*** SUPPLIED RECORDS Section Begins ***
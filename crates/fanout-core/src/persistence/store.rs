//! SQLite store for edge and degree tables

use std::path::Path;

use fanout_io::{EdgeSource, FeatureRow};
use rusqlite::{params, Connection};

use super::schema::{Schema, Table};
use crate::error::{PersistenceError, Result};

/// Scope-owned handle on the degree database
///
/// The connection is released when the store is dropped; `close` does the
/// same but reports any error from SQLite.
pub struct DegreeStore {
    conn: Connection,
    location: String,
}

impl DegreeStore {
    /// Open (or create) a database at the given path
    pub fn open(path: impl AsRef<Path>) -> Result<Self> {
        let path = path.as_ref();
        let conn = Connection::open(path)?;
        Self::with_connection(conn, path.display().to_string())
    }

    /// Create an in-memory database
    pub fn in_memory() -> Result<Self> {
        let conn = Connection::open_in_memory()?;
        Self::with_connection(conn, ":memory:".to_string())
    }

    fn with_connection(conn: Connection, location: String) -> Result<Self> {
        conn.execute_batch(Schema::pragmas())?;
        Ok(Self { conn, location })
    }

    /// Where the database lives
    pub fn location(&self) -> &str {
        &self.location
    }

    /// Drop tables from any previous run and create an empty edge table
    pub fn reset(&self) -> Result<()> {
        self.conn.execute_batch(Schema::drop_tables())?;
        self.conn.execute_batch(Schema::create_edges())?;
        Ok(())
    }

    /// Insert every edge from `source`, committing every `batch_size` rows
    ///
    /// Returns the number of edges inserted. A failing batch is rolled
    /// back; earlier batches stay committed.
    pub fn load_edges<S: EdgeSource>(&mut self, source: &mut S, batch_size: usize) -> Result<u64> {
        let batch_size = batch_size.max(1);
        let mut total = 0u64;

        loop {
            let tx = self.conn.transaction()?;
            let mut inserted = 0usize;
            {
                let mut stmt = tx.prepare_cached(Schema::insert_edge())?;
                while inserted < batch_size {
                    let Some(edge) = source.next_edge()? else {
                        break;
                    };
                    stmt.execute(params![edge.followed_id, edge.follower_id])?;
                    inserted += 1;
                }
            }
            tx.commit()?;

            total += inserted as u64;
            if inserted > 0 {
                tracing::debug!("Loaded {} edges into {}", total, self.location);
            }
            if inserted < batch_size {
                break;
            }
        }

        Ok(total)
    }

    /// Group edges by target into `in_degrees`
    pub fn build_in_degrees(&self) -> Result<u64> {
        self.conn.execute_batch(Schema::create_in_degrees())?;
        self.count(Table::InDegrees)
    }

    /// Group edges by source into `out_degrees`
    pub fn build_out_degrees(&self) -> Result<u64> {
        self.conn.execute_batch(Schema::create_out_degrees())?;
        self.count(Table::OutDegrees)
    }

    /// Join both degree tables into `features`
    pub fn build_features(&self) -> Result<u64> {
        self.conn.execute_batch(Schema::create_features())?;
        self.count(Table::Features)
    }

    /// Number of rows in a table
    pub fn count(&self, table: Table) -> Result<u64> {
        let sql = format!("SELECT COUNT(*) FROM {}", table.name());
        let count: i64 = self.conn.query_row(&sql, [], |row| row.get(0))?;
        Ok(count as u64)
    }

    /// Whether a table exists
    pub fn has_table(&self, table: Table) -> Result<bool> {
        let count: i64 = self.conn.query_row(
            "SELECT COUNT(*) FROM sqlite_master WHERE type = 'table' AND name = ?1",
            [table.name()],
            |row| row.get(0),
        )?;
        Ok(count > 0)
    }

    /// Read the feature table ordered by ascending user id
    pub fn feature_rows(&self) -> Result<Vec<FeatureRow>> {
        let mut stmt = self.conn.prepare(Schema::select_features())?;
        let raw = stmt
            .query_map([], |row| {
                Ok((
                    row.get::<_, Option<i64>>(0)?,
                    row.get::<_, i64>(1)?,
                    row.get::<_, i64>(2)?,
                    row.get::<_, f64>(3)?,
                ))
            })?
            .collect::<std::result::Result<Vec<_>, _>>()?;

        raw.into_iter()
            .map(|(user_id, in_degree, out_degree, ratio)| -> Result<FeatureRow> {
                let user_id = user_id.ok_or_else(|| invalid("NULL user_id"))?;
                let in_degree = u64::try_from(in_degree)
                    .map_err(|_| invalid(&format!("negative in_degree for {}", user_id)))?;
                let out_degree = u64::try_from(out_degree)
                    .map_err(|_| invalid(&format!("negative out_degree for {}", user_id)))?;
                Ok(FeatureRow {
                    user_id,
                    in_degree,
                    out_degree,
                    ratio,
                })
            })
            .collect()
    }

    /// Close the connection, surfacing any error
    pub fn close(self) -> Result<()> {
        self.conn
            .close()
            .map_err(|(_, e)| PersistenceError::from(e).into())
    }
}

fn invalid(reason: &str) -> crate::error::FanoutError {
    PersistenceError::InvalidValue {
        table: Table::Features.name().to_string(),
        reason: reason.to_string(),
    }
    .into()
}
*** SUPPLIED RECORDS Section Ends ***
* **PROBLEM DETAILS**
Looking at the records above, work out how many lines include the word "ratio", then give that number by itself.

* **SOLUTION FOR THIS TASK**
2